UNITED STATES DISTRICT COURT SOUTHERN DISTRICT OF NEW YORK


May 4, 2009

TONY CLANTON, PLAINTIFF,
v.
COMMISSIONER MARTIN HORN, ET AL., DEFENDANTS.

The opinion of the court was delivered by: Alvin K. Hellerstein, U.S.D.J.

ORDER GRANTING MOTION TO DISMISS THE COMPLAINT

On March 5, 2009, Defendant Commissioner Martin Horn filed a motion to dismiss the Amended Complaint in this action, pursuant to Fed. R. Civ. P. 12(b)(6). Plaintiff, proceeding pro se, submitted opposition papers dated March 26, 2009 and received in chambers on April 24, 2009. For the reasons described below, I grant Defendant Horn's motion, and dismiss the Amended Complaint as against all defendants.

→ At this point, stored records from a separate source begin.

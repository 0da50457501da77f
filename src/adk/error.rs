// SPDX-License-Identifier: MIT

//! Typed error handling for aiz
//!
//! Errors fall in two groups. Fatal errors (`ModelConfigurationError`,
//! `ModelInvocationError`, `GraphError`) escape the graph engine and end the
//! run. Tool errors (`ToolError`) never escape the action node: their
//! `Display` text becomes the content of a `ToolResult` message so the
//! reasoning loop can react to it.

use thiserror::Error;

/// Fixed result text for an execution the operator declined.
pub const CANCELLED_BY_USER: &str = "Execution cancelled by user.";

/// Top-level error type for a run
#[derive(Debug, Error)]
pub enum AizError {
    #[error(transparent)]
    Configuration(#[from] ModelConfigurationError),

    #[error(transparent)]
    Invocation(#[from] ModelInvocationError),

    #[error(transparent)]
    Graph(#[from] GraphError),

    #[error(transparent)]
    Io(#[from] std::io::Error),

    #[error(transparent)]
    Json(#[from] serde_json::Error),

    #[error(transparent)]
    Yaml(#[from] serde_yaml::Error),
}

/// Bad or unsupported provider configuration. Raised before any run starts.
#[derive(Debug, Error)]
#[error("Model configuration error: {0}")]
pub struct ModelConfigurationError(pub String);

impl ModelConfigurationError {
    pub fn new(message: impl Into<String>) -> Self {
        Self(message.into())
    }

    /// A required field is absent from the provider mapping
    pub fn missing_field(provider: &str, field: &str) -> Self {
        Self(format!(
            "provider '{}' requires a '{}' field",
            provider, field
        ))
    }
}

/// Failure of the language model capability during a reasoning step
#[derive(Debug, Error)]
pub enum ModelInvocationError {
    /// Network-level failure talking to the provider
    #[error("Transport error from {provider}: {source}")]
    Transport {
        provider: String,
        #[source]
        source: reqwest::Error,
    },

    /// Non-success HTTP status (auth, quota, bad request...)
    #[error("API error from {provider} (status {status}): {message}")]
    Api {
        provider: String,
        status: u16,
        message: String,
    },

    /// The provider answered with something we could not turn into a message
    #[error("Invalid response from {provider}: {message}")]
    InvalidResponse { provider: String, message: String },

    /// Could not drive the call (e.g. blocking form used inside a runtime)
    #[error("Model runtime error: {0}")]
    Runtime(String),
}

impl ModelInvocationError {
    pub fn transport(provider: impl Into<String>, source: reqwest::Error) -> Self {
        Self::Transport {
            provider: provider.into(),
            source,
        }
    }

    pub fn api(provider: impl Into<String>, status: u16, message: impl Into<String>) -> Self {
        Self::Api {
            provider: provider.into(),
            status,
            message: message.into(),
        }
    }

    pub fn invalid_response(provider: impl Into<String>, message: impl Into<String>) -> Self {
        Self::InvalidResponse {
            provider: provider.into(),
            message: message.into(),
        }
    }
}

/// Recoverable tool failures. The `Display` text is what the model sees.
#[derive(Debug, Clone, Error, PartialEq, Eq)]
pub enum ToolError {
    /// Arguments did not match the tool's declared schema
    #[error("Error: invalid arguments for tool '{tool}': {message}")]
    Validation { tool: String, message: String },

    /// The requested tool is not in the active registry
    #[error("Error: tool '{0}' not found")]
    NotFound(String),

    /// The tool ran and failed; the message is already user-facing
    #[error("{0}")]
    Execution(String),

    /// The external action exceeded its time budget
    #[error("Error: The command '{command}' timed out.")]
    Timeout { command: String },

    /// The operator declined the proposed action
    #[error("Execution cancelled by user.")]
    Cancelled,
}

impl ToolError {
    pub fn validation(tool: impl Into<String>, message: impl Into<String>) -> Self {
        Self::Validation {
            tool: tool.into(),
            message: message.into(),
        }
    }

    pub fn execution(message: impl Into<String>) -> Self {
        Self::Execution(message.into())
    }

    pub fn timeout(command: impl Into<String>) -> Self {
        Self::Timeout {
            command: command.into(),
        }
    }
}

/// Graph construction and execution errors
#[derive(Debug, Error)]
pub enum GraphError {
    /// The graph description is incomplete or inconsistent
    #[error("Graph '{graph}' failed to compile: {message}")]
    Compile { graph: String, message: String },

    /// The run executed more nodes than the configured limit
    #[error("Recursion limit of {0} node executions reached without a terminal state")]
    RecursionLimit(u32),

    /// A node tried to append a tool result with no matching request
    #[error("Tool result for '{0}' does not answer a request of the preceding assistant message")]
    OrphanToolResult(String),

    /// A second tool result for a request that already has one
    #[error("Tool request '{0}' already has a result")]
    DuplicateToolResult(String),

    /// The router produced a branch the transition table does not map
    #[error("Branch '{branch}' is not mapped after node '{node}'")]
    UnmappedBranch { node: String, branch: String },

    /// A node found a message it cannot work with
    #[error("Unexpected message: {0}")]
    UnexpectedMessage(String),

    /// Could not drive the run (e.g. blocking form used inside a runtime)
    #[error("Graph runtime error: {0}")]
    Runtime(String),
}

impl GraphError {
    pub fn compile(graph: impl Into<String>, message: impl Into<String>) -> Self {
        Self::Compile {
            graph: graph.into(),
            message: message.into(),
        }
    }
}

Plaintiff filed the Amended Complaint on September 5, 2008. He alleges that he was not allowed to visit the law library of the Manhattan Detention Complex while he was detained there for pretrial purposes on state charges. Plaintiff was held in "close custody," a designation reserved for inmates who pose a security threat. According to facility policy for close custody inmates, he was permitted "cell study" in place of physical visits to the law library. While detained, Plaintiff sought and received two court orders, each of which ordered that Plaintiff be allowed to access the law library "to the extent permitted" by the rules and policies of the facility. Plaintiff claims that, by restricting him to cell study, Defendants violated his constitutional right to due process, forcing him to accept a plea agreement which he would not otherwise have accepted. He seeks monetary damages and injunctive relief guaranteeing him future access to the law library.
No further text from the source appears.